EXERCISE REQUIREMENTS
When you reach the line with "impl Surface for" in the listing below, transcribe it and each line after it up to and including the line with "pub mod font_assets;", exactly and with nothing else.

DATA RECORDS

>>>>>

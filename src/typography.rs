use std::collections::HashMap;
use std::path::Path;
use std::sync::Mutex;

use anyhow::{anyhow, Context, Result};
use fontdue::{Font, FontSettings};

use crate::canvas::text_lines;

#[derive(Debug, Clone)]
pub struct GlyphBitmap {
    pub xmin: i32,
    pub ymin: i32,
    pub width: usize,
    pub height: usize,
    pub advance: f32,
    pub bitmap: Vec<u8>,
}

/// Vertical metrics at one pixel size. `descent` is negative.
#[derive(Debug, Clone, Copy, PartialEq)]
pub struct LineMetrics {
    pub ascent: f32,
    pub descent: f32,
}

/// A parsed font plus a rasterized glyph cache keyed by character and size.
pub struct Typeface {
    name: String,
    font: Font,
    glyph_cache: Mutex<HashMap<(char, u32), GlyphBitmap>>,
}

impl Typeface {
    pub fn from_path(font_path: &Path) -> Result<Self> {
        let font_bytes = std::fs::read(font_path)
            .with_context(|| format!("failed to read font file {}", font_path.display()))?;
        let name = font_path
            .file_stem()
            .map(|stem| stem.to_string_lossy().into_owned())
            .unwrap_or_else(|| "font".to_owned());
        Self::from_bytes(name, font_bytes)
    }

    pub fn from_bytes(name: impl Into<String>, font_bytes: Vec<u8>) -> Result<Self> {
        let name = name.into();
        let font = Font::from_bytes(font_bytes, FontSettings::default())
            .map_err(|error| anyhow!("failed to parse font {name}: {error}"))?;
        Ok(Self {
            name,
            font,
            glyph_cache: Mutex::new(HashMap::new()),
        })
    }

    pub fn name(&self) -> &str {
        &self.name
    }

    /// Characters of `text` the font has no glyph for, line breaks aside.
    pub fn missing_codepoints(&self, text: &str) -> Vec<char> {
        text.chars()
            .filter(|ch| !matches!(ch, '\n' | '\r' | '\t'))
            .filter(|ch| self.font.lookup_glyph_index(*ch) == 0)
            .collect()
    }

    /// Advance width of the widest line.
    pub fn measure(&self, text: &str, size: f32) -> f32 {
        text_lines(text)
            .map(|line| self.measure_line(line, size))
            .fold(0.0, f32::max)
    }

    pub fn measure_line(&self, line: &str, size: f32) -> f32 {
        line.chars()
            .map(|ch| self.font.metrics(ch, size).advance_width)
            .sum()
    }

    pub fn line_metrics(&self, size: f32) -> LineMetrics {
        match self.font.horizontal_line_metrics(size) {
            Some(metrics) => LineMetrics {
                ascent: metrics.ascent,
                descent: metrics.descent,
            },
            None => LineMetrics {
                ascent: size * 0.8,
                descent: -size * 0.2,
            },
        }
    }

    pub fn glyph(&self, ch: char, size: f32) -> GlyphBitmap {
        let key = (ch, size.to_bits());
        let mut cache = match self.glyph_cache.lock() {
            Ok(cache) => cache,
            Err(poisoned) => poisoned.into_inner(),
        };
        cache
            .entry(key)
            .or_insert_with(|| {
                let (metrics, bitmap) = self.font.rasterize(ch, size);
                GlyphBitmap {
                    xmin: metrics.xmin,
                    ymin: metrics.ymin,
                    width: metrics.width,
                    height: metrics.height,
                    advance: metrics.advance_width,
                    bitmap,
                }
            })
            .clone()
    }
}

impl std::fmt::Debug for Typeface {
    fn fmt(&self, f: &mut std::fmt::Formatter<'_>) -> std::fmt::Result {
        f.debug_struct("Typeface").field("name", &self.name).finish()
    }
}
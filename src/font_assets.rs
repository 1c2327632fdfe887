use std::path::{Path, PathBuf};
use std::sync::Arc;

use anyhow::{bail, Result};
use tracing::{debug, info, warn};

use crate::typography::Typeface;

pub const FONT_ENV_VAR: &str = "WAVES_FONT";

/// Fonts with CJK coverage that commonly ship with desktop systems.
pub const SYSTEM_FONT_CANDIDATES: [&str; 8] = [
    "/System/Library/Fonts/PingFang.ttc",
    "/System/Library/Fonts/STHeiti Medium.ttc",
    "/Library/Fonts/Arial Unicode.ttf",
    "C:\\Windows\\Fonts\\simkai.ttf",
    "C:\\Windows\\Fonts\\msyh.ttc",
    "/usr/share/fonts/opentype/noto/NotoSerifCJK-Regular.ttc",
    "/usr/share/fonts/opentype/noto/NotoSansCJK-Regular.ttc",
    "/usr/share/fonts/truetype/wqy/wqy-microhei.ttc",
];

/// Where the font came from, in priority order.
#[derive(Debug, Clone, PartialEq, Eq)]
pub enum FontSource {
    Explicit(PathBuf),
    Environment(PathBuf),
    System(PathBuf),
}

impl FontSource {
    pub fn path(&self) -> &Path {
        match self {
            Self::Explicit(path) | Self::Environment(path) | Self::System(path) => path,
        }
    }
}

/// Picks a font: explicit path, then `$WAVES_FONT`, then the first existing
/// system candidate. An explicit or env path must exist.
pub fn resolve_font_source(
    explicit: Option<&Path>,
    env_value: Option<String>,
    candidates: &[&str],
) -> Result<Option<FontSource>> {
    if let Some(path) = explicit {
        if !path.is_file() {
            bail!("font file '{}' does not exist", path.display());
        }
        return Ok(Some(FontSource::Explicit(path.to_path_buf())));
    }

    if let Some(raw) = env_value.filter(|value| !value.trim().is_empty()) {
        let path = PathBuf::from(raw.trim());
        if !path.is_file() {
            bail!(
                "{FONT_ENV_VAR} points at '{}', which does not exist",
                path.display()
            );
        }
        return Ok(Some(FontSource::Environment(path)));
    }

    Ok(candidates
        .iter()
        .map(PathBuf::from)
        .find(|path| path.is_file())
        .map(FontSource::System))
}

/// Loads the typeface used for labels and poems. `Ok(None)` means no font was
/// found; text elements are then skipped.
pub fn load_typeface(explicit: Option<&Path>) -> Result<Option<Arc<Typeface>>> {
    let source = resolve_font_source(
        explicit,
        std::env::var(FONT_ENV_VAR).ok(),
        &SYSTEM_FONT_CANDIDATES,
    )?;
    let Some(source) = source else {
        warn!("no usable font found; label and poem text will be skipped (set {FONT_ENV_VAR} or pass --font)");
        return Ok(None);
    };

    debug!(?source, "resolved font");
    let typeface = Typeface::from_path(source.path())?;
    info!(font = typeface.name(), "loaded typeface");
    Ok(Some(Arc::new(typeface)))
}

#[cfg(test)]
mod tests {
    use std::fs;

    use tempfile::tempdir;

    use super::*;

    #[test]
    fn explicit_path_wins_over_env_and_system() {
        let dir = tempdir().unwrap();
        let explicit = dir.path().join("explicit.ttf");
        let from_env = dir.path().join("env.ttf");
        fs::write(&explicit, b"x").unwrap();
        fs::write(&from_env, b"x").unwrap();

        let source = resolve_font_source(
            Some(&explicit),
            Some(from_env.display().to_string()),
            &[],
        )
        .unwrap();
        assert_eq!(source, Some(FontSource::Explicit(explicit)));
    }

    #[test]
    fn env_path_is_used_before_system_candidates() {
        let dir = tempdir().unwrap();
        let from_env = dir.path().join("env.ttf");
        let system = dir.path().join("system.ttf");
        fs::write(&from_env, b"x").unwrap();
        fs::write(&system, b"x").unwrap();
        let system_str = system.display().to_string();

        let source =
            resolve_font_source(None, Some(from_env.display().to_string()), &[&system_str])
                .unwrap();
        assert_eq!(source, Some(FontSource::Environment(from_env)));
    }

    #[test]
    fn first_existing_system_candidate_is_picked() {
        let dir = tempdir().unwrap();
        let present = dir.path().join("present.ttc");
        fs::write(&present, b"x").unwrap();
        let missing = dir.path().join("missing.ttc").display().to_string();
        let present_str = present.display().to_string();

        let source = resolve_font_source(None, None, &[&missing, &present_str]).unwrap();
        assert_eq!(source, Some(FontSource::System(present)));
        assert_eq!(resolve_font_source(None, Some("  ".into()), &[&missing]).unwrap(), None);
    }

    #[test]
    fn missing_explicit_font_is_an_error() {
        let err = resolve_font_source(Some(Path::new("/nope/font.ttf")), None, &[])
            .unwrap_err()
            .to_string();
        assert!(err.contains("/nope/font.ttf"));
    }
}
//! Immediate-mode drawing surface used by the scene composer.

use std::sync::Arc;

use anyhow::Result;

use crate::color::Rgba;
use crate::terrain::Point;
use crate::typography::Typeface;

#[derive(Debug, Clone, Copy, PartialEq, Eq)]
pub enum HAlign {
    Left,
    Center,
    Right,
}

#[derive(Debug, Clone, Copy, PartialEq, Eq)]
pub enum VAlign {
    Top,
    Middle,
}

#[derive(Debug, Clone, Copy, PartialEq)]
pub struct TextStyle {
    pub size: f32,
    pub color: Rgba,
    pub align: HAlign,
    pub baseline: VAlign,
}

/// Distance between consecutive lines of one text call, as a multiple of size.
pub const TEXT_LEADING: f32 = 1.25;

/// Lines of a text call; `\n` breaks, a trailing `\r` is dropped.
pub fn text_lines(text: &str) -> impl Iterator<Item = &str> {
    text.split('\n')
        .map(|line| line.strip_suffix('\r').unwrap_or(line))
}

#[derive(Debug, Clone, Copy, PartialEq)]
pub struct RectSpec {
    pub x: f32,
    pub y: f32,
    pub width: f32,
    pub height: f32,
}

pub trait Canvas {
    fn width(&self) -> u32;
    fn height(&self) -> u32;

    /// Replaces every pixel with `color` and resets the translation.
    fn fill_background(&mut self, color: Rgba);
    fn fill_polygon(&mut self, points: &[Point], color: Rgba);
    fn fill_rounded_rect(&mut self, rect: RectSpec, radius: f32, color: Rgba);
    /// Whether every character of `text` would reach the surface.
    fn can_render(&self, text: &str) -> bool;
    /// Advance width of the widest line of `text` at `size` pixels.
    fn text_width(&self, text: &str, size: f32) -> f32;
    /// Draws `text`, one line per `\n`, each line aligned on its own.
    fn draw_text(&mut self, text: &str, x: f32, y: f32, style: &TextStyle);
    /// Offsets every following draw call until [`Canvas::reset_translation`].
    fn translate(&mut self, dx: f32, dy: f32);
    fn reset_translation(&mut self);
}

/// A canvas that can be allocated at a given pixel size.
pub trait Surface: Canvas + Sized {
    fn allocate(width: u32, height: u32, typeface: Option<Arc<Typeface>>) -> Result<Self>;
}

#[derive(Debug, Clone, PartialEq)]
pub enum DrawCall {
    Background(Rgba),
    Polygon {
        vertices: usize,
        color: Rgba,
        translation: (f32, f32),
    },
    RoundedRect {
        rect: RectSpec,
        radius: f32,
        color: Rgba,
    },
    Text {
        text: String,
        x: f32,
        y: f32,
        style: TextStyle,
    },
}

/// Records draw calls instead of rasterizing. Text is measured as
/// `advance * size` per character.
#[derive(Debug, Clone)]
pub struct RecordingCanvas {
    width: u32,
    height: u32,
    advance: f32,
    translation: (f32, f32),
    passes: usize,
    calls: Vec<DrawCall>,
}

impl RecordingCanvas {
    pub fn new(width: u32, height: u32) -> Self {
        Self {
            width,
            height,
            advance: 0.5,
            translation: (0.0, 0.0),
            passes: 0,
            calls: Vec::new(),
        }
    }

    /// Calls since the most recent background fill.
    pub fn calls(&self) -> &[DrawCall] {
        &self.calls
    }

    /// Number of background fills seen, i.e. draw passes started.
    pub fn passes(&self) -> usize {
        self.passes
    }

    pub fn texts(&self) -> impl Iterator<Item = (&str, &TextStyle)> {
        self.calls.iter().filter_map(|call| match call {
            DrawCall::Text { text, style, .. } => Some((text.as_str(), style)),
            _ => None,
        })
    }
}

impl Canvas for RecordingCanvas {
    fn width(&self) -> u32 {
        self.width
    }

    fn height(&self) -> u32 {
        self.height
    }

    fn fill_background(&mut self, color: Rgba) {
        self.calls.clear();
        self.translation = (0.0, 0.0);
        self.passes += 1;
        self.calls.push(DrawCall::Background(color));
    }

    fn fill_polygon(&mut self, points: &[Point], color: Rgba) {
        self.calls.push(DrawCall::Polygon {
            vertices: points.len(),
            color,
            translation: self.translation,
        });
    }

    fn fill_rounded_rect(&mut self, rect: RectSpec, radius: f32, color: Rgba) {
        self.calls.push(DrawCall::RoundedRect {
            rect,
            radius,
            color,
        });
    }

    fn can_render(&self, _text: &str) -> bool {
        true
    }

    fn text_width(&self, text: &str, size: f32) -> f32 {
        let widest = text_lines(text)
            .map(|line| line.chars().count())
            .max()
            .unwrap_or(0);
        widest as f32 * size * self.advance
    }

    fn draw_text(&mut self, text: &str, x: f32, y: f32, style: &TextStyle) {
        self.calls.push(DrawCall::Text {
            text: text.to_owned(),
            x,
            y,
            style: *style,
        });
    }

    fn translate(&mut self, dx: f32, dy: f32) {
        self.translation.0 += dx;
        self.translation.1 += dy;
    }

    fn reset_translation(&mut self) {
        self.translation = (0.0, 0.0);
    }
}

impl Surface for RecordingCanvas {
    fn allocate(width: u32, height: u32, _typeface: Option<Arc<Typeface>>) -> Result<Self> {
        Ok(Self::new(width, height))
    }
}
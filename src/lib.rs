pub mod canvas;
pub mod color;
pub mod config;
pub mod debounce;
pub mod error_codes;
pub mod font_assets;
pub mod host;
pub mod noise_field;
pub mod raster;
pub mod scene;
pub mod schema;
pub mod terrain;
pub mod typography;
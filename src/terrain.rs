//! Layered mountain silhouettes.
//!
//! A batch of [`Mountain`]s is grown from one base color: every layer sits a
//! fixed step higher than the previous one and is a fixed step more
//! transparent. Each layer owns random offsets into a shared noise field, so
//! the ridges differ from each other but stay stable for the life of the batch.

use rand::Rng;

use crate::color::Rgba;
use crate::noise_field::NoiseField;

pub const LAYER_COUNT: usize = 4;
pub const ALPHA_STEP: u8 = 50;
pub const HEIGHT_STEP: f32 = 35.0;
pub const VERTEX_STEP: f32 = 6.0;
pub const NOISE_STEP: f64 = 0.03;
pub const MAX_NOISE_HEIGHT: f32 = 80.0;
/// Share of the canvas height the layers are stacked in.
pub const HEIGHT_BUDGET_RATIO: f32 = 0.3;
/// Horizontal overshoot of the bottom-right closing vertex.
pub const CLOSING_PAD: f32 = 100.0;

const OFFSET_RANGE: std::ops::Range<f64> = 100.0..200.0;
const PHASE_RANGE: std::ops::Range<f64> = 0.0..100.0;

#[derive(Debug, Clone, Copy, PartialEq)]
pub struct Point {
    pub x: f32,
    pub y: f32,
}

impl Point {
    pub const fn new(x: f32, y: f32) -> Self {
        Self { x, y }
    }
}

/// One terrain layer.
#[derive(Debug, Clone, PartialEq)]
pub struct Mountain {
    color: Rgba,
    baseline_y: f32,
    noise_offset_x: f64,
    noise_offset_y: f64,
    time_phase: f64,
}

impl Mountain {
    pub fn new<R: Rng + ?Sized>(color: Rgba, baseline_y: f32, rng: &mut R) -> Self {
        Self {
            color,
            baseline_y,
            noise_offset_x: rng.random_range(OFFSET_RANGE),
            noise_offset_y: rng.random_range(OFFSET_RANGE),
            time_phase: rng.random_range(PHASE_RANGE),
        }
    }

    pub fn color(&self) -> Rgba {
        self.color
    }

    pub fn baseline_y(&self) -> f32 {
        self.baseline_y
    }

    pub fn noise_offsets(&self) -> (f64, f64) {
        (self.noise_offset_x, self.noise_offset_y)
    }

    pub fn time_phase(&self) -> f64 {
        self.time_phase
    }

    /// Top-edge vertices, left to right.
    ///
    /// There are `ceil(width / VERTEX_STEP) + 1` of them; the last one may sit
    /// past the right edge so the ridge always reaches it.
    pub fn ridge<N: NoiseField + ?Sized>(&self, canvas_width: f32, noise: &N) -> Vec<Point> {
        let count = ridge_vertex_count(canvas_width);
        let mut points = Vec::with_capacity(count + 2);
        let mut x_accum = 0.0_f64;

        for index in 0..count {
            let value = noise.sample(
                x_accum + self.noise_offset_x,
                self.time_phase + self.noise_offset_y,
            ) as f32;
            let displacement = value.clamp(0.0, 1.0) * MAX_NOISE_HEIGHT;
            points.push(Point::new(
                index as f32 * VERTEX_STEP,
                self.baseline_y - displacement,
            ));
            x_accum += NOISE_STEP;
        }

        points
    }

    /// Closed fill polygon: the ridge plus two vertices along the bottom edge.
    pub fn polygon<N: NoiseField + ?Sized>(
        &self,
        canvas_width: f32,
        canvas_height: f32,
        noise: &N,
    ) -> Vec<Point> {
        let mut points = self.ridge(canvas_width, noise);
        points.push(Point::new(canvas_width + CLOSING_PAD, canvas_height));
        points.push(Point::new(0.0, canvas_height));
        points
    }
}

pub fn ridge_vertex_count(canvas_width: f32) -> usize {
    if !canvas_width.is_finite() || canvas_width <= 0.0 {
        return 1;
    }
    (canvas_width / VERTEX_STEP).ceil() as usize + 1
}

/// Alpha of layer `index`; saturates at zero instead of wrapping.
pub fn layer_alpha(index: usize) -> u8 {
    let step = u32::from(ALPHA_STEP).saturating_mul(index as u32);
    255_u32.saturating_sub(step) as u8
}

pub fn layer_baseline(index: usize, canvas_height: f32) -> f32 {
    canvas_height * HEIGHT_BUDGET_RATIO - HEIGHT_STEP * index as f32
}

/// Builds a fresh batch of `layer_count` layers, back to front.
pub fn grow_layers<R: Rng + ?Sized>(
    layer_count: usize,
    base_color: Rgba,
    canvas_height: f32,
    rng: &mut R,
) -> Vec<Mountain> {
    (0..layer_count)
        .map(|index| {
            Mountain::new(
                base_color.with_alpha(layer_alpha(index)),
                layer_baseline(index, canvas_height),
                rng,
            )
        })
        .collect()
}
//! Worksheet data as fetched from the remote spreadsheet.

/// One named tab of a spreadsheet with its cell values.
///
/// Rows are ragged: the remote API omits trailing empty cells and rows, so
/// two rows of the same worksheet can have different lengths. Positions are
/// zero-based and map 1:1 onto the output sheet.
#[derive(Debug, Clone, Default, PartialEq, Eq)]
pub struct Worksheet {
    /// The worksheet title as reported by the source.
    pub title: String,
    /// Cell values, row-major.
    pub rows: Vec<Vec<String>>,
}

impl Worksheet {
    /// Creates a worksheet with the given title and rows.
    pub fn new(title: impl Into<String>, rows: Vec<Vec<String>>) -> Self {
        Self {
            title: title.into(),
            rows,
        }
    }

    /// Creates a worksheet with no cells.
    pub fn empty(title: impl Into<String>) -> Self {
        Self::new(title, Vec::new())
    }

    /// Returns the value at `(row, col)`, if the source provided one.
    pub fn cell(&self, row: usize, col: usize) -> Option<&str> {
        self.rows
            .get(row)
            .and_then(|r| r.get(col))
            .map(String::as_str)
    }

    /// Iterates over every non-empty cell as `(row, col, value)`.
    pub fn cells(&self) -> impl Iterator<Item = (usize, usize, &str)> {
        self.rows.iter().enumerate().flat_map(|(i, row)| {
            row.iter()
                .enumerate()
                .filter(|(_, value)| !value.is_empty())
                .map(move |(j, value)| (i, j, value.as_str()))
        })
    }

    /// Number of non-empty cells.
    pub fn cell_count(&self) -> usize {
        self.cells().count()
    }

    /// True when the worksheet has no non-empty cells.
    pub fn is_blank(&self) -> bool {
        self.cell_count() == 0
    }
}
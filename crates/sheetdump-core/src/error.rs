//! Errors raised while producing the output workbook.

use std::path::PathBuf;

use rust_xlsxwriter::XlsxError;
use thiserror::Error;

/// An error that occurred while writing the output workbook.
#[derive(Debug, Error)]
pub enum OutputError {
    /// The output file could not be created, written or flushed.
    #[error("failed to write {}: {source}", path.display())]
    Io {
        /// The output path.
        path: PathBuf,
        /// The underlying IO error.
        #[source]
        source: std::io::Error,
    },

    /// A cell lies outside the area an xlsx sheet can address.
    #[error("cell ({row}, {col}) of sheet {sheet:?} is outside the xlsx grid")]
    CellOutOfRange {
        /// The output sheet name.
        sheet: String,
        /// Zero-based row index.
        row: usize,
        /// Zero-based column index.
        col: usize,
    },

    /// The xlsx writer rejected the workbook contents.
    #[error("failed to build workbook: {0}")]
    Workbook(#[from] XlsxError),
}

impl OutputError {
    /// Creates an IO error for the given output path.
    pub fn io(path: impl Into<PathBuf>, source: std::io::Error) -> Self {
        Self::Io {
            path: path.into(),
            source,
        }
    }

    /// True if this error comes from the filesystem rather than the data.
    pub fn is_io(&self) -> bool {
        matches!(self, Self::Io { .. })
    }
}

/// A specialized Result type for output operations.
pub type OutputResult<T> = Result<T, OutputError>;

<<<<<

EXERCISE SOLUTION
impl Surface for RecordingCanvas {
    fn allocate(width: u32, height: u32, _typeface: Option<Arc<Typeface>>) -> Result<Self> {
        Ok(Self::new(width, height))
    }
}
filename src/lib.rs
pub mod canvas;
pub mod color;
pub mod config;
pub mod debounce;
pub mod error_codes;
pub mod font_assets;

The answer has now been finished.